__Your objective__: The answer must be a single number: how many lines of the records below hold the word "only".

Saved entries:
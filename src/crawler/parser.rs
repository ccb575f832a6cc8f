//! Payload pre-parsing and the parse seam of crawl steps
//!
//! A fetched body is turned into a [`Payload`] according to the step's
//! [`FetchKind`] and handed to a [`UnitParser`]. Parsers are plain
//! synchronous functions; `scraper::Html` is not `Send`, so a payload never
//! lives across an await point.

use crate::crawler::FetchKind;
use scraper::{ElementRef, Html, Selector};
use thiserror::Error;
use url::Url;

/// A failure turning one fetched unit into results
#[derive(Debug, Error)]
pub enum ParseError {
    #[error("Invalid JSON: {0}")]
    Json(#[from] serde_json::Error),

    #[error("Expected a {expected} payload")]
    UnexpectedPayload { expected: FetchKind },

    #[error("Missing element: {0}")]
    Missing(String),

    #[error("Invalid URL '{url}': {message}")]
    InvalidUrl { url: String, message: String },

    #[error("{0}")]
    Invalid(String),
}

/// A fetched body, pre-parsed according to its fetch kind
#[derive(Debug)]
pub enum Payload {
    Document(Html),
    Json(serde_json::Value),
}

impl Payload {
    pub fn as_document(&self) -> Result<&Html, ParseError> {
        match self {
            Self::Document(document) => Ok(document),
            Self::Json(_) => Err(ParseError::UnexpectedPayload {
                expected: FetchKind::Document,
            }),
        }
    }

    pub fn as_json(&self) -> Result<&serde_json::Value, ParseError> {
        match self {
            Self::Json(value) => Ok(value),
            Self::Document(_) => Err(ParseError::UnexpectedPayload {
                expected: FetchKind::Json,
            }),
        }
    }
}

/// Pre-parses `body` as the given kind
pub fn parse_payload(kind: FetchKind, body: &str) -> Result<Payload, ParseError> {
    match kind {
        FetchKind::Document => Ok(Payload::Document(Html::parse_document(body))),
        FetchKind::Json => Ok(Payload::Json(serde_json::from_str(body)?)),
    }
}

/// Turns the payload of one fetched unit into zero or more results
///
/// Any error counts as a failure of that unit only.
pub trait UnitParser<U, T>: Send + Sync {
    fn parse(&self, payload: &Payload, unit: &U) -> Result<Vec<T>, ParseError>;
}

impl<U, T, F> UnitParser<U, T> for F
where
    F: Fn(&Payload, &U) -> Result<Vec<T>, ParseError> + Send + Sync,
{
    fn parse(&self, payload: &Payload, unit: &U) -> Result<Vec<T>, ParseError> {
        self(payload, unit)
    }
}

/// A link found in a document
#[derive(Debug, Clone, PartialEq, Eq)]
pub struct Link {
    pub url: Url,

    /// Whitespace-normalized link text
    pub text: String,
}

/// Collects the `href` targets of every element matching `selector`
///
/// Relative links are resolved against `base_url`; links that do not
/// resolve to HTTP(S) are skipped.
pub fn select_links(document: &Html, selector: &Selector, base_url: &Url) -> Vec<Link> {
    document
        .select(selector)
        .filter_map(|element| {
            let href = element.value().attr("href")?;
            let url = resolve_link(href, base_url)?;
            Some(Link {
                url,
                text: element_text(&element),
            })
        })
        .collect()
}

/// Text content of an element with runs of whitespace collapsed
pub fn element_text(element: &ElementRef<'_>) -> String {
    element
        .text()
        .flat_map(str::split_whitespace)
        .collect::<Vec<_>>()
        .join(" ")
}

/// Resolves a link href to an absolute URL and validates it
///
/// Returns None if the link should be excluded:
/// - javascript:, mailto:, tel: schemes
/// - data: URIs
/// - fragment-only links
/// - Invalid URLs
/// - Non-HTTP(S) URLs after resolution
pub fn resolve_link(href: &str, base_url: &Url) -> Option<Url> {
    let href = href.trim();

    if href.is_empty() || href.starts_with('#') {
        return None;
    }

    let lowered = href.to_ascii_lowercase();
    if ["javascript:", "mailto:", "tel:", "data:"]
        .iter()
        .any(|scheme| lowered.starts_with(scheme))
    {
        return None;
    }

    let absolute_url = base_url.join(href).ok()?;
    match absolute_url.scheme() {
        "http" | "https" => Some(absolute_url),
        _ => None,
    }
}
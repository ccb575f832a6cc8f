use serde::Serialize;
use std::sync::atomic::{AtomicU32, AtomicU64, Ordering};

/// Point-in-time view of a crawler's progress counters
#[derive(Debug, Clone, Copy, Default, PartialEq, Eq, Serialize)]
pub struct ProgressSnapshot {
    /// Units discovered so far
    pub max: u64,
    /// Units completed so far
    pub actual: u64,
    /// Errors encountered so far
    pub errors: u64,
}

impl ProgressSnapshot {
    /// Completed share in percent, 0 when nothing was discovered yet
    pub fn percent(&self) -> f64 {
        if self.max == 0 {
            0.0
        } else {
            (self.actual as f64 / self.max as f64 * 100.0).min(100.0)
        }
    }
}

/// Per-crawler progress counters
///
/// All counters only grow during a run. They are plain atomics, so workers
/// bump them and listeners read them without blocking each other.
#[derive(Debug, Default)]
pub struct ProgressCounters {
    max: AtomicU64,
    actual: AtomicU64,
    errors: AtomicU64,
}

impl ProgressCounters {
    pub fn new() -> Self {
        Self::default()
    }

    pub fn add_max(&self, delta: u64) {
        self.max.fetch_add(delta, Ordering::Relaxed);
    }

    pub fn increment_actual(&self) {
        self.actual.fetch_add(1, Ordering::Relaxed);
    }

    pub fn increment_errors(&self) {
        self.errors.fetch_add(1, Ordering::Relaxed);
    }

    pub fn snapshot(&self) -> ProgressSnapshot {
        ProgressSnapshot {
            max: self.max.load(Ordering::Relaxed),
            actual: self.actual.load(Ordering::Relaxed),
            errors: self.errors.load(Ordering::Relaxed),
        }
    }
}

/// Shape of the task trees a crawler ran
#[derive(Debug, Default)]
pub struct TaskStats {
    forks: AtomicU64,
    max_depth: AtomicU32,
    lost_branches: AtomicU64,
}

impl TaskStats {
    pub fn new() -> Self {
        Self::default()
    }

    /// Records that a task split its queue and forked a sibling
    pub fn record_fork(&self) {
        self.forks.fetch_add(1, Ordering::Relaxed);
    }

    /// Records that a task ran at `depth` below its root
    pub fn record_depth(&self, depth: u32) {
        self.max_depth.fetch_max(depth, Ordering::Relaxed);
    }

    /// Records a forked sibling whose result never arrived
    pub fn record_lost_branch(&self) {
        self.lost_branches.fetch_add(1, Ordering::Relaxed);
    }

    pub fn forks(&self) -> u64 {
        self.forks.load(Ordering::Relaxed)
    }

    pub fn max_depth(&self) -> u32 {
        self.max_depth.load(Ordering::Relaxed)
    }

    pub fn lost_branches(&self) -> u64 {
        self.lost_branches.load(Ordering::Relaxed)
    }
}
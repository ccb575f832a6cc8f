//! Crawl manager - runs every source crawler under one budget
//!
//! The manager owns the shared worker pool and the catalogue. It starts all
//! registered source crawlers concurrently, enforces the global time limit by
//! shutting the pool down, and merges every partial result into the catalogue
//! once all crawlers have returned.

use crate::config::Config;
use crate::crawler::fetcher::{ReqwestTransport, Transport};
use crate::crawler::listener::{
    Listeners, Message, MessageListener, ProgressListener, TracingMessageListener,
    TracingProgressListener,
};
use crate::crawler::pool::WorkerPool;
use crate::crawler::source_crawler::{Pipeline, SourceCrawler};
use crate::model::{Catalogue, Film, Source, SourceConfig};
use crate::output::{RunStatistics, SourceStatistics};
use crate::sources::FeedPipeline;
use crate::CrawlerError;
use chrono::{DateTime, Utc};
use futures::future::join_all;
use std::collections::{HashMap, HashSet};
use std::future::Future;
use std::sync::Arc;
use std::time::{Duration, Instant};

/// Global concurrency and time limits of a run
#[derive(Debug, Clone, Copy, PartialEq, Eq)]
pub struct CrawlBudget {
    /// Size of the shared worker pool
    pub worker_threads: usize,

    /// Wall-clock limit of a run; `None` is unlimited
    pub time_limit: Option<Duration>,
}

impl CrawlBudget {
    pub fn new(worker_threads: usize) -> Self {
        Self {
            worker_threads,
            time_limit: None,
        }
    }

    /// Sets the time limit; a zero duration means unlimited
    pub fn with_time_limit(mut self, limit: Duration) -> Self {
        self.time_limit = (!limit.is_zero()).then_some(limit);
        self
    }
}

impl Default for CrawlBudget {
    fn default() -> Self {
        Self::new(8)
    }
}

/// Main crawl manager structure
pub struct CrawlManager {
    budget: CrawlBudget,
    pool: Arc<WorkerPool>,
    transport: Arc<dyn Transport>,
    listeners: Arc<Listeners>,
    crawlers: Vec<Arc<SourceCrawler>>,
    catalogue: Catalogue,
    films_found: HashMap<Source, usize>,
    imported: usize,
    timed_out: bool,
    started_at: Option<DateTime<Utc>>,
    elapsed: Duration,
}

impl CrawlManager {
    /// Creates a manager with an empty catalogue and no crawlers
    ///
    /// # Arguments
    ///
    /// * `budget` - Worker pool size and time limit
    /// * `transport` - Performs the requests of every crawler
    ///
    /// # Returns
    ///
    /// * `Ok(CrawlManager)` - The worker pool is running
    /// * `Err(CrawlerError)` - The worker pool could not be started
    pub fn new(budget: CrawlBudget, transport: Arc<dyn Transport>) -> Result<Self, CrawlerError> {
        let pool = WorkerPool::new(budget.worker_threads)?;

        Ok(Self {
            budget,
            pool: Arc::new(pool),
            transport,
            listeners: Arc::new(Listeners::new()),
            crawlers: Vec::new(),
            catalogue: Catalogue::new(),
            films_found: HashMap::new(),
            imported: 0,
            timed_out: false,
            started_at: None,
            elapsed: Duration::ZERO,
        })
    }

    /// Creates a manager for a configuration
    ///
    /// Builds the HTTP transport from the user agent section, subscribes the
    /// tracing listeners and registers a feed pipeline for every enabled
    /// source.
    pub fn from_config(config: &Config) -> Result<Self, CrawlerError> {
        let transport = Arc::new(ReqwestTransport::from_config(&config.user_agent)?);
        let mut manager = Self::new(config.budget(), transport)?;

        manager.add_message_listener(Arc::new(TracingMessageListener));
        manager.add_progress_listener(Arc::new(TracingProgressListener));

        for (source, entry) in config.enabled_sources()? {
            let pipeline = FeedPipeline::from_entry(source, entry)?;
            manager.register(source, config.source_config(source), Arc::new(pipeline));
        }

        tracing::info!(
            "Registered {} crawlers on {} worker threads",
            manager.crawlers.len(),
            manager.pool.threads()
        );
        Ok(manager)
    }

    /// Registers the crawler of `source`, replacing an earlier registration
    pub fn register(
        &mut self,
        source: Source,
        config: SourceConfig,
        pipeline: Arc<dyn Pipeline>,
    ) -> Arc<SourceCrawler> {
        let crawler = Arc::new(SourceCrawler::new(
            source,
            config,
            self.transport.clone(),
            self.pool.clone(),
            self.listeners.clone(),
            pipeline,
        ));

        match self.crawlers.iter_mut().find(|c| c.source() == source) {
            Some(existing) => *existing = crawler.clone(),
            None => self.crawlers.push(crawler.clone()),
        }
        crawler
    }

    pub fn add_message_listener(&self, listener: Arc<dyn MessageListener>) {
        self.listeners.add_message_listener(listener);
    }

    pub fn add_progress_listener(&self, listener: Arc<dyn ProgressListener>) {
        self.listeners.add_progress_listener(listener);
    }

    pub fn budget(&self) -> CrawlBudget {
        self.budget
    }

    /// Registered sources in registration order
    pub fn sources(&self) -> Vec<Source> {
        self.crawlers.iter().map(|c| c.source()).collect()
    }

    pub fn crawler(&self, source: Source) -> Option<&Arc<SourceCrawler>> {
        self.crawlers.iter().find(|c| c.source() == source)
    }

    pub fn catalogue(&self) -> &Catalogue {
        &self.catalogue
    }

    /// Hands the catalogue over for persistence
    pub fn into_catalogue(self) -> Catalogue {
        self.catalogue
    }

    pub fn timed_out(&self) -> bool {
        self.timed_out
    }

    /// Merges a previously persisted catalogue; returns how many films were new
    pub fn import_catalogue(&mut self, imported: &Catalogue) -> usize {
        let added = self.catalogue.merge(imported);
        self.imported += added;
        tracing::info!(
            "Imported {} of {} films from list {}",
            added,
            imported.len(),
            imported.list_id()
        );
        added
    }

    /// Runs every registered crawler and merges their films into the catalogue
    ///
    /// Returns only after every crawler has finished or been cancelled by the
    /// time limit. A crawler that dies contributes nothing and does not affect
    /// the others.
    pub async fn run_all(&mut self) -> &Catalogue {
        let started = self.start_run();

        let (sources, handles): (Vec<Source>, Vec<_>) = self
            .crawlers
            .iter()
            .map(|crawler| (crawler.source(), tokio::spawn(crawler.clone().run())))
            .unzip();

        let results = self.within_time_limit(join_all(handles)).await;

        for (source, result) in sources.into_iter().zip(results) {
            match result {
                Ok(films) => self.record(source, films),
                Err(e) => self.crawler_died(source, e),
            }
        }

        self.finish_run(started);
        &self.catalogue
    }

    /// Runs the crawler of one source and merges its films into the catalogue
    ///
    /// # Returns
    ///
    /// * `Ok(films)` - The films this run produced
    /// * `Err(CrawlerError::NoCrawler)` - No crawler is registered for `source`
    pub async fn run_one(&mut self, source: Source) -> Result<HashSet<Film>, CrawlerError> {
        let crawler = self
            .crawler(source)
            .cloned()
            .ok_or(CrawlerError::NoCrawler(source))?;

        let started = self.start_run();
        let handle = tokio::spawn(crawler.run());

        let films = match self.within_time_limit(handle).await {
            Ok(films) => films,
            Err(e) => {
                self.crawler_died(source, e);
                HashSet::new()
            }
        };

        self.record(source, films.clone());
        self.finish_run(started);
        Ok(films)
    }

    /// Collects counters of every crawler and the run outcome
    pub fn statistics(&self) -> RunStatistics {
        let sources = self
            .crawlers
            .iter()
            .map(|crawler| {
                let progress = crawler.progress();
                SourceStatistics {
                    source: crawler.source(),
                    max: progress.max,
                    actual: progress.actual,
                    errors: progress.errors,
                    films: self.films_found.get(&crawler.source()).copied().unwrap_or(0),
                    forks: crawler.task_stats().forks(),
                    max_depth: crawler.task_stats().max_depth(),
                }
            })
            .collect();

        RunStatistics {
            list_id: self.catalogue.list_id(),
            started_at: self.started_at.unwrap_or_else(Utc::now),
            elapsed: self.elapsed,
            timed_out: self.timed_out,
            catalogue_size: self.catalogue.len(),
            imported: self.imported,
            config_hash: None,
            sources,
        }
    }

    fn start_run(&mut self) -> Instant {
        self.started_at.get_or_insert_with(Utc::now);
        tracing::info!("Starting {} crawlers", self.crawlers.len());
        Instant::now()
    }

    fn finish_run(&mut self, started: Instant) {
        self.elapsed += started.elapsed();
        tracing::info!(
            "Crawl finished after {:.1}s, catalogue holds {} films",
            self.elapsed.as_secs_f64(),
            self.catalogue.len()
        );
    }

    fn record(&mut self, source: Source, films: HashSet<Film>) {
        *self.films_found.entry(source).or_default() += films.len();
        let added = self.catalogue.add_all(films);
        tracing::debug!("{}: {} new films merged into the catalogue", source, added);
    }

    fn crawler_died(&self, source: Source, error: tokio::task::JoinError) {
        tracing::error!("fatal: {} crawler died: {}", source, error);
        self.listeners.message(&Message::ServerError {
            error: format!("{} crawler died: {}", source, error),
        });
    }

    /// Awaits `work`, shutting the pool down once the time limit expires
    ///
    /// After the shutdown `work` is still awaited, so every crawler gets to
    /// return its (possibly empty) result. The timeout is signalled once.
    async fn within_time_limit<F: Future>(&mut self, work: F) -> F::Output {
        let Some(limit) = self.budget.time_limit else {
            return work.await;
        };

        tokio::pin!(work);
        tokio::select! {
            output = &mut work => output,
            _ = tokio::time::sleep(limit) => {
                tracing::error!("fatal: time limit of {:?} reached, stopping all crawlers", limit);
                self.timed_out = true;
                self.pool.shutdown();
                self.listeners.message(&Message::ServerTimeout { after: limit });
                work.await
            }
        }
    }
}
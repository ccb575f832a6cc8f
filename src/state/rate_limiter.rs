use governor::clock::{Clock, DefaultClock, ReasonablyRealtime};
use governor::state::{InMemoryState, NotKeyed};
use governor::middleware::NoOpMiddleware;
use governor::Quota;
use std::fmt;
use std::num::NonZeroU32;
use std::sync::atomic::{AtomicU64, Ordering};
use std::time::Duration;

/// Lowest rate a limiter accepts; configuration validation rejects anything below
const MIN_RATE: f64 = 0.001;

type DirectLimiter<C> =
    governor::RateLimiter<NotKeyed, InMemoryState, C, NoOpMiddleware<<C as Clock>::Instant>>;

/// Token bucket bounding the request rate of one source
///
/// A single instance is shared by every task of a source. The bucket starts
/// full and refills one permit per `1 / rate` seconds.
pub struct RateLimiter<C: Clock = DefaultClock> {
    limiter: DirectLimiter<C>,
    rate: f64,
    acquisitions: AtomicU64,
}

impl RateLimiter {
    /// Creates a limiter admitting `requests_per_second` with a burst of one
    pub fn new(requests_per_second: f64) -> Self {
        Self::with_burst(requests_per_second, 1)
    }

    /// Creates a limiter that may admit up to `burst` requests back to back
    ///
    /// # Arguments
    ///
    /// * `requests_per_second` - Sustained rate
    /// * `burst` - Bucket capacity; the bucket starts full
    pub fn with_burst(requests_per_second: f64, burst: u32) -> Self {
        Self::with_clock(requests_per_second, burst, &DefaultClock::default())
    }
}

impl<C: Clock> RateLimiter<C> {
    /// Creates a limiter reading time from `clock`
    pub fn with_clock(requests_per_second: f64, burst: u32, clock: &C) -> Self {
        let rate = if requests_per_second.is_finite() {
            requests_per_second.max(MIN_RATE)
        } else {
            MIN_RATE
        };

        Self {
            limiter: DirectLimiter::direct_with_clock(quota(rate, burst), clock),
            rate,
            acquisitions: AtomicU64::new(0),
        }
    }

    /// Takes a permit if one is available right now
    pub fn try_acquire(&self) -> bool {
        match self.limiter.check() {
            Ok(()) => {
                self.acquisitions.fetch_add(1, Ordering::Relaxed);
                true
            }
            Err(_) => false,
        }
    }

    /// Number of permits handed out so far
    pub fn acquisitions(&self) -> u64 {
        self.acquisitions.load(Ordering::Relaxed)
    }

    pub fn rate(&self) -> f64 {
        self.rate
    }
}

impl<C: ReasonablyRealtime> RateLimiter<C> {
    /// Waits until a permit is available and takes it
    ///
    /// Never fails, only delays.
    pub async fn acquire(&self) {
        self.limiter.until_ready().await;
        self.acquisitions.fetch_add(1, Ordering::Relaxed);
    }
}

impl<C: Clock> fmt::Debug for RateLimiter<C> {
    fn fmt(&self, f: &mut fmt::Formatter<'_>) -> fmt::Result {
        f.debug_struct("RateLimiter")
            .field("rate", &self.rate)
            .field("acquisitions", &self.acquisitions())
            .finish()
    }
}

/// One permit per `1 / rate` seconds, `burst` permits at most
fn quota(rate: f64, burst: u32) -> Quota {
    let burst = NonZeroU32::new(burst).unwrap_or(NonZeroU32::MIN);
    let period = Duration::from_secs_f64(1.0 / rate);

    // Rates too high for a nanosecond period are capped
    Quota::with_period(period)
        .unwrap_or_else(|| Quota::per_second(NonZeroU32::MAX))
        .allow_burst(burst)
}
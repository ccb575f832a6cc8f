//! The catalogued film entity

use chrono::NaiveDateTime;
use serde::{Deserialize, Serialize};
use std::collections::{BTreeMap, BTreeSet};
use std::hash::{Hash, Hasher};
use std::time::Duration;
use url::Url;
use uuid::Uuid;

use crate::model::Source;

/// Quality tier of a download URL
#[derive(Debug, Clone, Copy, PartialEq, Eq, Hash, PartialOrd, Ord, Serialize, Deserialize)]
#[serde(rename_all = "lowercase")]
pub enum Resolution {
    Small,
    Normal,
    Hd,
}

/// Region a film may be watched from
#[derive(Debug, Clone, Copy, PartialEq, Eq, Hash, PartialOrd, Ord, Serialize, Deserialize)]
#[serde(rename_all = "lowercase")]
pub enum GeoLocation {
    De,
    At,
    Ch,
    Eu,
    World,
}

/// Natural key of a film
///
/// Two films with the same key describe the same program; everything else
/// (generated id, URLs, subtitles) is payload.
#[derive(Debug, Clone, PartialEq, Eq, Hash, PartialOrd, Ord)]
pub struct FilmKey {
    pub source: Source,
    pub topic: String,
    pub title: String,
    pub published: NaiveDateTime,
    pub duration: Duration,
}

/// One catalogued video program
#[derive(Debug, Clone)]
pub struct Film {
    /// Generated identity; not part of equality
    pub id: Uuid,
    pub source: Source,
    pub topic: String,
    pub title: String,
    pub published: NaiveDateTime,
    pub duration: Duration,
    pub description: String,
    pub website: Option<Url>,

    /// Regular download URLs by resolution
    pub urls: BTreeMap<Resolution, Url>,

    /// Sign language versions by resolution
    pub sign_language_urls: BTreeMap<Resolution, Url>,

    /// Audio description versions by resolution
    pub audio_description_urls: BTreeMap<Resolution, Url>,

    pub subtitles: BTreeSet<Url>,
    pub geo_locations: BTreeSet<GeoLocation>,
}

impl Film {
    /// Creates a film with a fresh id and no URLs
    pub fn new(
        source: Source,
        topic: impl Into<String>,
        title: impl Into<String>,
        published: NaiveDateTime,
        duration: Duration,
    ) -> Self {
        Self {
            id: Uuid::new_v4(),
            source,
            topic: topic.into(),
            title: title.into(),
            published,
            duration,
            description: String::new(),
            website: None,
            urls: BTreeMap::new(),
            sign_language_urls: BTreeMap::new(),
            audio_description_urls: BTreeMap::new(),
            subtitles: BTreeSet::new(),
            geo_locations: BTreeSet::new(),
        }
    }

    pub fn with_description(mut self, description: impl Into<String>) -> Self {
        self.description = description.into();
        self
    }

    pub fn with_website(mut self, website: Url) -> Self {
        self.website = Some(website);
        self
    }

    pub fn with_url(mut self, resolution: Resolution, url: Url) -> Self {
        self.urls.insert(resolution, url);
        self
    }

    pub fn with_subtitle(mut self, url: Url) -> Self {
        self.subtitles.insert(url);
        self
    }

    pub fn with_geo_location(mut self, geo: GeoLocation) -> Self {
        self.geo_locations.insert(geo);
        self
    }

    /// The natural key used for deduplication
    pub fn key(&self) -> FilmKey {
        FilmKey {
            source: self.source,
            topic: self.topic.clone(),
            title: self.title.clone(),
            published: self.published,
            duration: self.duration,
        }
    }

    /// Best available download URL, preferring HD
    pub fn best_url(&self) -> Option<&Url> {
        [Resolution::Hd, Resolution::Normal, Resolution::Small]
            .iter()
            .find_map(|resolution| self.urls.get(resolution))
    }

    fn key_fields(&self) -> (Source, &str, &str, NaiveDateTime, Duration) {
        (
            self.source,
            &self.topic,
            &self.title,
            self.published,
            self.duration,
        )
    }
}

impl PartialEq for Film {
    fn eq(&self, other: &Self) -> bool {
        self.key_fields() == other.key_fields()
    }
}

impl Eq for Film {}

impl Hash for Film {
    fn hash<H: Hasher>(&self, state: &mut H) {
        self.key_fields().hash(state);
    }
}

__Response to this exercise__: 5